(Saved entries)
=== Begin Enclosure ===

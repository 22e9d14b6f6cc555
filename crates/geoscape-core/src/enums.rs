//! Enumeration types used throughout the simulation.

use serde::{Deserialize, Serialize};

/// What kind of owner a radar is attached to.
#[derive(Debug, Clone, Copy, PartialEq, Eq, Hash, Serialize, Deserialize)]
pub enum RadarOwnerKind {
    Base,
    Installation,
    Aircraft,
}

impl RadarOwnerKind {
    /// Static owners feed the static coverage layer and the base-radar point query.
    pub fn is_static(self) -> bool {
        matches!(self, RadarOwnerKind::Base | RadarOwnerKind::Installation)
    }
}

/// Construction/operation state of an installation.
#[derive(Debug, Clone, Copy, Default, PartialEq, Eq, Serialize, Deserialize)]
pub enum InstallationStatus {
    /// Still being built; radar is off.
    #[default]
    UnderConstruction,
    /// Running; radar participates in detection.
    Working,
    /// Lost a dependency or was damaged; radar is off.
    Disabled,
}

/// Where an aircraft is.
#[derive(Debug, Clone, Copy, Default, PartialEq, Eq, Serialize, Deserialize)]
pub enum AircraftStatus {
    /// In its hangar; radar does not sense anything.
    #[default]
    Home,
    /// Flying on the geoscape.
    Airborne,
}

/// Outcome of evaluating one (radar, contact) pair.
#[derive(Debug, Clone, Copy, PartialEq, Eq, Serialize, Deserialize)]
pub enum SensorState {
    NotSensored,
    Sensored,
}

/// Whether the campaign clock is running.
#[derive(Debug, Clone, Copy, Default, PartialEq, Eq, Serialize, Deserialize)]
pub enum ClockState {
    #[default]
    Running,
    Paused,
}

=== End Enclosure ===

> [Problem description]: Each record above should be returned exactly as it appears.

> [Solution to the exercise]:
repository 22e9d14b6f6cc555
filename crates/geoscape-core/src/enums.rs
//! Enumeration types used throughout the simulation.

use serde::{Deserialize, Serialize};

/// What kind of owner a radar is attached to.
#[derive(Debug, Clone, Copy, PartialEq, Eq, Hash, Serialize, Deserialize)]
pub enum RadarOwnerKind {
    Base,
    Installation,
    Aircraft,
}

impl RadarOwnerKind {
    /// Static owners feed the static coverage layer and the base-radar point query.
    pub fn is_static(self) -> bool {
        matches!(self, RadarOwnerKind::Base | RadarOwnerKind::Installation)
    }
}

/// Construction/operation state of an installation.
#[derive(Debug, Clone, Copy, Default, PartialEq, Eq, Serialize, Deserialize)]
pub enum InstallationStatus {
    /// Still being built; radar is off.
    #[default]
    UnderConstruction,
    /// Running; radar participates in detection.
    Working,
    /// Lost a dependency or was damaged; radar is off.
    Disabled,
}

/// Where an aircraft is.
#[derive(Debug, Clone, Copy, Default, PartialEq, Eq, Serialize, Deserialize)]
pub enum AircraftStatus {
    /// In its hangar; radar does not sense anything.
    #[default]
    Home,
    /// Flying on the geoscape.
    Airborne,
}

/// Outcome of evaluating one (radar, contact) pair.
#[derive(Debug, Clone, Copy, PartialEq, Eq, Serialize, Deserialize)]
pub enum SensorState {
    NotSensored,
    Sensored,
}

/// Whether the campaign clock is running.
#[derive(Debug, Clone, Copy, Default, PartialEq, Eq, Serialize, Deserialize)]
pub enum ClockState {
    #[default]
    Running,
    Paused,
}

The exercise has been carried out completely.